Akan tetapi, dari kedua tangan yang membentuk cakar itu, menyambar hawa yang amat kuat, didahului uap putih dan bau yang amis seperti darah! Melihat serangan ini, terkejutlah Hay Hay karena dia mengenal serangan ilmu Pukulan yang mengandung racun dan amat jahat, ciri khas Pukulan yang biasa dipergunakan para tokoh golongan hitam. Hampir dia berteriak memperingatkan Ling Ling, bahkan semua urat syaraf di tubuhnya sudah menegang karena dia pun siap untuk melindungi gadis itu dari serangan dahsyat lawannya, kalau saja dia tidak melihat gerakan Ling Ling yang membuat dia terbelalak. Dengan amat mudahnya, ringan dan bagaikan bulu tertiup angin, gadis itu menggerakkan kakinya dan terkaman yang dahsyat itu dapat dihindarkan dengan amat mudahnya! Yang membuat Hay Hay terbelalak heran bukan karena melihat kelihaian Ling Ling. Sudah banyak dia bertemu gadis yang berilmu tinggi,
Maka dia tidak akan heran melihat munculnya gadis-gadis lihai lainnya lagi. Akan tetapi dia terbelalak heran karena dia mengenal gerak langkah kaki yang dipergunakan Ling Ling untuk menghindarkan diri dari serangan dahsyat Si Pendek Gendut tadi. Itulah Ilmu Langkah Ajaib Jiauw-pouw-poan-soan! Tak salah lagi, walaupun belum sempurna benar, namun mudah dikenal langkah-langkah rahasia itu! Padahal, ilmu langkah ajaib itu adalah ciptaan gurunya See-thian Lama atau juga yang disebut Go-bi San-jin! Bagaimana gadis itu mampu memainkan langkah ajaib itu? Dan kini lenyapnya kekhawatiran dari hati Hay Hay. Bukan saja gadis itu pandai ilmu Jiauw-pouw-poan-soan yang akan membuat gadis itu pandai menyelamatkan diri dari serangan yang betapa hebat pun, juga gadis itu memiliki gin-kang (ilmu meringankan tubuh) yang demikian hebat.

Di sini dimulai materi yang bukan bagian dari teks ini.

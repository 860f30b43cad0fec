//! The session controller: owns the round state and wires gestures to the
//! validator.
//!
//! All per-round state (word list, grid, in-progress selection, found
//! entries, color index) lives in one [`RoundState`] owned exclusively by
//! the [`Session`]; `new_game` replaces it wholesale, so collaborators
//! never observe a partially reset round. The session also owns the random
//! source, so a seeded session reproduces its rounds bit-for-bit.
//!
//! Gesture flow per drag: `gesture_start` opens a selection over one cell,
//! `gesture_move` grows it, and `gesture_end` (or `gesture_abort`, when the
//! pointer leaves the board) runs the validator and applies its recipe —
//! on a match, record a [`FoundEntry`] with the next cyclic palette color
//! and fire the word-found hook; either way the drag ends Idle with an
//! empty selection.

use crate::errors::PuzzleError;
use crate::generator::{self, Placement, Puzzle};
use crate::grid::Grid;
use crate::palette::Palette;
use crate::selection::{DragState, Selection};
use crate::validator::{check_selection, MatchResult};
use crate::word_list::WordList;
use rand::Rng;
use serde::Serialize;
use std::mem;

/// Per-game constants: grid dimension, round size, display colors.
#[derive(Debug, Clone)]
pub struct GameConfig {
    pub grid_size: usize,
    pub words_per_game: usize,
    pub palette: Palette,
}

impl Default for GameConfig {
    fn default() -> Self {
        Self {
            grid_size: 15,
            words_per_game: 12,
            palette: Palette::default(),
        }
    }
}

/// A validated find: the word, the exact selection that matched it, and its
/// assigned display color. Append-only for the round.
#[derive(Debug, Clone, PartialEq, Eq, Serialize)]
pub struct FoundEntry {
    pub word: String,
    pub selection: Selection,
    pub color: String,
}

/// Everything that belongs to one round. Replaced wholesale on `new_game`.
#[derive(Debug, Clone)]
struct RoundState {
    words: Vec<String>,
    puzzle: Puzzle,
    selection: Selection,
    found: Vec<FoundEntry>,
    next_color_index: usize,
}

/// Fire-and-forget observer invoked with each newly found word. Errors or
/// side effects inside the hook are not the session's concern.
type WordFoundHook = Box<dyn FnMut(&str)>;

/// Session controller for consecutive rounds over one vocabulary.
pub struct Session<R: Rng> {
    config: GameConfig,
    vocabulary: WordList,
    rng: R,
    round: RoundState,
    drag: DragState,
    on_word_found: Option<WordFoundHook>,
}

impl<R: Rng> std::fmt::Debug for Session<R> {
    fn fmt(&self, f: &mut std::fmt::Formatter<'_>) -> std::fmt::Result {
        f.debug_struct("Session").finish_non_exhaustive()
    }
}

impl<R: Rng> Session<R> {
    /// Create a session and generate its first round.
    ///
    /// # Errors
    /// Fails if the vocabulary cannot supply `words_per_game` unique words
    /// or the sampled words cannot be placed (see [`PuzzleError`]).
    pub fn new(config: GameConfig, vocabulary: WordList, rng: R) -> Result<Self, PuzzleError> {
        let mut session = Self {
            config,
            vocabulary,
            rng,
            round: RoundState {
                words: Vec::new(),
                puzzle: Puzzle {
                    grid: Grid::empty(0),
                    placements: Vec::new(),
                },
                selection: Selection::default(),
                found: Vec::new(),
                next_color_index: 0,
            },
            drag: DragState::Idle,
            on_word_found: None,
        };
        session.new_game()?;
        Ok(session)
    }

    /// Register the fire-and-forget "word found" observer (typically a
    /// sound or visual effect in the frontend).
    pub fn on_word_found(&mut self, hook: impl FnMut(&str) + 'static) {
        self.on_word_found = Some(Box::new(hook));
    }

    /// Start a fresh round: sample a new word subset, regenerate the grid,
    /// and discard all found-word state.
    ///
    /// # Errors
    /// See [`PuzzleError`]; on error the previous round is left untouched.
    pub fn new_game(&mut self) -> Result<(), PuzzleError> {
        let words = self
            .vocabulary
            .sample(&mut self.rng, self.config.words_per_game)?;
        let puzzle = generator::generate(&words, self.config.grid_size, &mut self.rng)?;
        log::info!(
            "new game: {} words on a {}x{} grid",
            words.len(),
            self.config.grid_size,
            self.config.grid_size
        );
        self.round = RoundState {
            words,
            puzzle,
            selection: Selection::default(),
            found: Vec::new(),
            next_color_index: 0,
        };
        self.drag = DragState::Idle;
        Ok(())
    }

    /// Gesture-start over a cell: begin dragging with a one-cell selection.
    pub fn gesture_start(&mut self, row: usize, col: usize) {
        self.drag = DragState::Dragging;
        self.round.selection = Selection::start(self.round.puzzle.grid.index_of(row, col));
    }

    /// Gesture-move over a cell. Ignored unless a drag is in flight;
    /// revisited cells are ignored by the selection itself.
    pub fn gesture_move(&mut self, row: usize, col: usize) {
        if self.drag == DragState::Dragging {
            let index = self.round.puzzle.grid.index_of(row, col);
            self.round.selection.extend(index);
        }
    }

    /// Gesture-end (pointer release): validate the selection and return to
    /// Idle with an empty selection.
    pub fn gesture_end(&mut self) -> MatchResult {
        self.drag = DragState::Idle;
        self.resolve_selection()
    }

    /// Gesture-abort (pointer left the board). Same resolution as
    /// [`Session::gesture_end`].
    pub fn gesture_abort(&mut self) -> MatchResult {
        self.drag = DragState::Idle;
        self.resolve_selection()
    }

    /// Run the validator over the current selection and apply its recipe.
    fn resolve_selection(&mut self) -> MatchResult {
        let result = {
            let found_words = self.found_words();
            check_selection(
                &self.round.selection,
                &self.round.puzzle.grid,
                &self.round.words,
                &found_words,
            )
        };

        match &result {
            MatchResult::Found { word } => {
                let color = self
                    .config
                    .palette
                    .color_for(self.round.next_color_index)
                    .to_string();
                let selection = mem::take(&mut self.round.selection);
                log::info!("found \"{word}\" ({}/{})", self.round.found.len() + 1, self.round.words.len());
                self.round.found.push(FoundEntry {
                    word: word.clone(),
                    selection,
                    color,
                });
                self.round.next_color_index += 1;
                if let Some(hook) = &mut self.on_word_found {
                    hook(word);
                }
            }
            MatchResult::NoMatch => {
                log::debug!("selection of {} cells matched nothing", self.round.selection.len());
                self.round.selection.clear();
            }
        }

        result
    }

    /// The target words for the current round, in sampled order.
    #[must_use]
    pub fn words(&self) -> &[String] {
        &self.round.words
    }

    /// The filled letter grid for the current round.
    #[must_use]
    pub fn grid(&self) -> &Grid {
        &self.round.puzzle.grid
    }

    /// Where each word was placed (solution data for rendering or tests).
    #[must_use]
    pub fn placements(&self) -> &[Placement] {
        &self.round.puzzle.placements
    }

    /// The in-progress drag selection (empty while Idle).
    #[must_use]
    pub fn current_selection(&self) -> &Selection {
        &self.round.selection
    }

    /// All finds so far this round, in match order.
    #[must_use]
    pub fn found_entries(&self) -> &[FoundEntry] {
        &self.round.found
    }

    /// Derived view of the found words, in match order.
    #[must_use]
    pub fn found_words(&self) -> Vec<&str> {
        self.round.found.iter().map(|e| e.word.as_str()).collect()
    }

    /// True once every target word has been found.
    #[must_use]
    pub fn is_complete(&self) -> bool {
        self.round.found.len() == self.round.words.len()
    }
}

Dan ketika gadis itu membalas dengan tamparan-tamparan kedua tangannya yang mengeluarkan angin keras mencicit tanda bahwa telapak tangan itu mengandung tenaga sakti yang amat kuat, Hay Hay menahan seruan kagum. Tadi, ketika gadis itu menangkap ikan dengan dayungnya, dia sudah menduga bahwa Ling Ling adalah seorang gadis yang memiliki kepandaian silat. Akan tetapi, perbuatan menangkap ikan itu mudah saja dan dia tidak mengira bahwa gadis itu ternyata memiliki ilmu silat yang tinggi bahkan dapat memainkan ilmu langkah ajaib Jiauw-pouw-poan-soan! Kini dia tidak khawatir lagi, bahkan mengkhawatirkan nasib Si Pendek Gendut karena dia pun tahu bahwa Ling Ling jauh lebih lihai dibandingkan lawannya. Si Pendek Cendut juga terkejut ketika melihat tamparan gadis itu mengandung angin Pukulan bercuitan mengejutkan.
Dia mencoba untuk mengelak, bahkan menangkis untuk kemudian dilanjutkan cengkeraman pada lengan Ling Ling. Akan tetapi, begitu lengannya tersentuh lengan Ling Ling yang mengandung kekuatan Thian-te Sin-kang, tubuh Si Gendut itu terjengkang ke belakang dan di lain saat tubuh itu sudah menggelundung seperti sebuah bola ditendang! Akan tetapi, dia sudah meloncat bangun lagi dengan muka merah dan dia sudah mencabut senjatanya, yaitu sebuah pedang pendek yang berwarna hitam, tanda bahwa pedang itu agaknya sudah sering kali dilumuri racun! Dua orang anggauta Kui-kok-pang yang tinggi besar dan berkulit hitam, ketika melihat betapa suheng mereka dalam beberapa jurus saja sudah terjengkang, segera mencabut golok masing-masing dan mereka pun maju mengepung!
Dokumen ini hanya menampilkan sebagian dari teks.